The five suicide bombers who carried out the Thursday attack in Urumqi that claimed 39 lives and injured at least 94 people have been identified, state media said on Saturday as Beijing ordered a year-long anti-terrorism crackdown in the increasingly restive Xinjiang Uyghur Autonomous Region (XUAR).
It emerged on Saturday that among the five occupants of the two SUVs used in the attack in a crowded open air market in Urumqi, four died. The fifth escaped the scene of the crime in the chaotic aftermath of the attack that left a trail of destruction behind.
But he was arrested the same night from an area in the Bayingolin Mongolia Autonomous Prefecture. The suspects were identified as Nurahmat Ablipiz, Memet Memtimin, Raghimjan Memet, Memtimin Mahmat and Ablet Abdukadir. The state media report did not mention their ethnicity but from the names it was evident that five were Muslim Uyghurs, the second largest community in XUAR, and who were once the major ethnic group in the remote region.
No information has been shared with the media about the identities of those killed and injured in the attack. The report said all five were influenced by religious extremism. “They took part in illegal religious activities, watched and listened to terrorist violence video and audio materials, according to the police. They formed a five-member terrorist gang at the end of 2013,” Xinhua, the official news agency reported.

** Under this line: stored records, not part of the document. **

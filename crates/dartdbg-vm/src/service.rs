//! The VM service seam and its typed wrapper.

use std::sync::Arc;

use async_trait::async_trait;
use serde::de::DeserializeOwned;
use serde_json::{json, Value};

use crate::error::VmError;
use crate::types::{
    Breakpoint, Class, EvalResult, Instance, Isolate, Script, Stack, VmInfo,
};

/// Anything that can answer VM service RPCs.
///
/// The real implementation is [`crate::VmServiceClient`]; tests use
/// `mock::MockVmService`.
#[async_trait]
pub trait VmService: Send + Sync {
    async fn call(&self, method: &str, params: Value) -> Result<Value, VmError>;

    /// Hang up. Calls made afterwards fail with a closed connection.
    fn close(&self) {}
}

/// `step` argument of `resume`.
#[derive(Debug, Clone, Copy, PartialEq, Eq)]
pub enum StepOption {
    Into,
    Over,
    OverAsyncSuspension,
    Out,
}

impl StepOption {
    pub fn as_str(self) -> &'static str {
        match self {
            StepOption::Into => "Into",
            StepOption::Over => "Over",
            StepOption::OverAsyncSuspension => "OverAsyncSuspension",
            StepOption::Out => "Out",
        }
    }
}

/// `exceptionPauseMode` of `setIsolatePauseMode`.
#[derive(Debug, Clone, Copy, PartialEq, Eq, Default)]
pub enum ExceptionPauseMode {
    #[default]
    None,
    Unhandled,
    All,
}

impl ExceptionPauseMode {
    pub fn as_str(self) -> &'static str {
        match self {
            ExceptionPauseMode::None => "None",
            ExceptionPauseMode::Unhandled => "Unhandled",
            ExceptionPauseMode::All => "All",
        }
    }
}

/// Typed calls over a shared [`VmService`].
#[derive(Clone)]
pub struct VmApi {
    service: Arc<dyn VmService>,
}

impl std::fmt::Debug for VmApi {
    fn fmt(&self, f: &mut std::fmt::Formatter<'_>) -> std::fmt::Result {
        f.debug_struct("VmApi").finish_non_exhaustive()
    }
}

fn decode<T: DeserializeOwned>(value: Value) -> Result<T, VmError> {
    Ok(serde_json::from_value(value)?)
}

impl VmApi {
    pub fn new(service: Arc<dyn VmService>) -> Self {
        Self { service }
    }

    pub fn close(&self) {
        self.service.close();
    }

    /// Untyped escape hatch.
    pub async fn call(&self, method: &str, params: Value) -> Result<Value, VmError> {
        self.service.call(method, params).await
    }

    pub async fn get_vm(&self) -> Result<VmInfo, VmError> {
        decode(self.call("getVM", json!({})).await?)
    }

    pub async fn get_isolate(&self, isolate_id: &str) -> Result<Isolate, VmError> {
        decode(self.call("getIsolate", json!({ "isolateId": isolate_id })).await?)
    }

    /// `getStack`, optionally limited to the top `limit` frames.
    pub async fn get_stack(&self, isolate_id: &str, limit: Option<usize>) -> Result<Stack, VmError> {
        let mut params = json!({ "isolateId": isolate_id });
        if let Some(limit) = limit {
            params["limit"] = json!(limit);
        }
        decode(self.call("getStack", params).await?)
    }

    /// `getObject` returning the raw JSON.
    pub async fn get_object(
        &self,
        isolate_id: &str,
        object_id: &str,
        offset: Option<i64>,
        count: Option<i64>,
    ) -> Result<Value, VmError> {
        let mut params = json!({ "isolateId": isolate_id, "objectId": object_id });
        if let Some(offset) = offset {
            params["offset"] = json!(offset);
        }
        if let Some(count) = count {
            params["count"] = json!(count);
        }
        self.call("getObject", params).await
    }

    pub async fn get_instance(
        &self,
        isolate_id: &str,
        object_id: &str,
        offset: Option<i64>,
        count: Option<i64>,
    ) -> Result<Instance, VmError> {
        let value = self.get_object(isolate_id, object_id, offset, count).await?;
        if value.get("type").and_then(Value::as_str) == Some("Sentinel") {
            return Err(VmError::Protocol(format!("object {object_id} was collected")));
        }
        decode(value)
    }

    pub async fn get_class(&self, isolate_id: &str, class_id: &str) -> Result<Class, VmError> {
        decode(self.get_object(isolate_id, class_id, None, None).await?)
    }

    pub async fn get_script(&self, isolate_id: &str, script_id: &str) -> Result<Script, VmError> {
        decode(self.get_object(isolate_id, script_id, None, None).await?)
    }

    /// `evaluate` against a library, class or instance. Breakpoints are
    /// disabled so that conditions and previews cannot re-enter a pause.
    pub async fn evaluate(
        &self,
        isolate_id: &str,
        target_id: &str,
        expression: &str,
    ) -> Result<EvalResult, VmError> {
        let value = self
            .call(
                "evaluate",
                json!({
                    "isolateId": isolate_id,
                    "targetId": target_id,
                    "expression": expression,
                    "disableBreakpoints": true,
                }),
            )
            .await?;
        EvalResult::from_value(value)
    }

    pub async fn evaluate_in_frame(
        &self,
        isolate_id: &str,
        frame_index: usize,
        expression: &str,
    ) -> Result<EvalResult, VmError> {
        let value = self
            .call(
                "evaluateInFrame",
                json!({
                    "isolateId": isolate_id,
                    "frameIndex": frame_index,
                    "expression": expression,
                    "disableBreakpoints": true,
                }),
            )
            .await?;
        EvalResult::from_value(value)
    }

    /// `invoke` a zero-argument method such as a getter's backing
    /// function or `toString`.
    pub async fn invoke(
        &self,
        isolate_id: &str,
        target_id: &str,
        selector: &str,
    ) -> Result<EvalResult, VmError> {
        let value = self
            .call(
                "invoke",
                json!({
                    "isolateId": isolate_id,
                    "targetId": target_id,
                    "selector": selector,
                    "argumentIds": [],
                    "disableBreakpoints": true,
                }),
            )
            .await?;
        EvalResult::from_value(value)
    }

    pub async fn add_breakpoint_with_script_uri(
        &self,
        isolate_id: &str,
        script_uri: &str,
        line: i64,
        column: Option<i64>,
    ) -> Result<Breakpoint, VmError> {
        let mut params = json!({
            "isolateId": isolate_id,
            "scriptUri": script_uri,
            "line": line,
        });
        if let Some(column) = column {
            params["column"] = json!(column);
        }
        decode(self.call("addBreakpointWithScriptUri", params).await?)
    }

    pub async fn remove_breakpoint(&self, isolate_id: &str, breakpoint_id: &str) -> Result<(), VmError> {
        self.call(
            "removeBreakpoint",
            json!({ "isolateId": isolate_id, "breakpointId": breakpoint_id }),
        )
        .await?;
        Ok(())
    }

    pub async fn resume(&self, isolate_id: &str, step: Option<StepOption>) -> Result<(), VmError> {
        let mut params = json!({ "isolateId": isolate_id });
        if let Some(step) = step {
            params["step"] = json!(step.as_str());
        }
        self.call("resume", params).await?;
        Ok(())
    }

    pub async fn pause(&self, isolate_id: &str) -> Result<(), VmError> {
        self.call("pause", json!({ "isolateId": isolate_id })).await?;
        Ok(())
    }

    pub async fn set_isolate_pause_mode(
        &self,
        isolate_id: &str,
        mode: ExceptionPauseMode,
    ) -> Result<(), VmError> {
        self.call(
            "setIsolatePauseMode",
            json!({ "isolateId": isolate_id, "exceptionPauseMode": mode.as_str() }),
        )
        .await?;
        Ok(())
    }

    pub async fn set_library_debuggable(
        &self,
        isolate_id: &str,
        library_id: &str,
        debuggable: bool,
    ) -> Result<(), VmError> {
        self.call(
            "setLibraryDebuggable",
            json!({
                "isolateId": isolate_id,
                "libraryId": library_id,
                "isDebuggable": debuggable,
            }),
        )
        .await?;
        Ok(())
    }

    /// Map `package:` URIs to the file URIs the VM resolved them to.
    /// Unresolvable entries come back as `None`.
    pub async fn lookup_resolved_package_uris(
        &self,
        isolate_id: &str,
        uris: &[String],
    ) -> Result<Vec<Option<String>>, VmError> {
        let value = self
            .call(
                "lookupResolvedPackageUris",
                json!({ "isolateId": isolate_id, "uris": uris }),
            )
            .await?;
        let list = value
            .get("uris")
            .and_then(Value::as_array)
            .ok_or_else(|| VmError::Protocol("lookupResolvedPackageUris without uris".into()))?;
        Ok(list
            .iter()
            .map(|u| u.as_str().map(str::to_string))
            .collect())
    }

    /// Subscribe to a stream. Already-subscribed streams are not an error.
    pub async fn stream_listen(&self, stream_id: &str) -> Result<(), VmError> {
        match self.call("streamListen", json!({ "streamId": stream_id })).await {
            Ok(_) => Ok(()),
            // 103: stream already subscribed.
            Err(VmError::Rpc { code: 103, .. }) => Ok(()),
            Err(e) => Err(e),
        }
    }

    pub async fn kill(&self, isolate_id: &str) -> Result<(), VmError> {
        self.call("kill", json!({ "isolateId": isolate_id })).await?;
        Ok(())
    }
}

“In order to carry out terrorist activities, they bought materials for producing explosives as well as vehicles. They made explosive devices and chose the target for their attack. At 7:50 am on Thursday, four members of the gang including Memet Memtimin, carried out the attack,” the report said. After issuing strong statements against the incident, the government has now ordered a crackdown in Xinjiang, which has seen a spurt in violence in the recent months. “Xinjiang is a remote region with more than half of its population ethnic minorities who hold Muslim beliefs.
Violence in the name of "jihad" has been increasing since 2009 and represents the biggest threat to the region. Some 190 terrorist attacks were recorded in Xinjiang in 2012, a significant increase from 2011,” according to the regional public security department. “Frequent terrorist violence is the most obvious and real threat to the stability of Xinjiang.
Xinjiang will adopt special measures and use special means to end the violence and uproot the organisation of the terrorists,” state media reported about the campaign.
The campaign will make full use of political and legal forces, army and armed police in Xinjiang. “It will focus on terrorists and religious extremist groups, gun and explosive manufacturing dens and terrorist training camps. Terrorists and extremists will be hunted down and punished,” it added.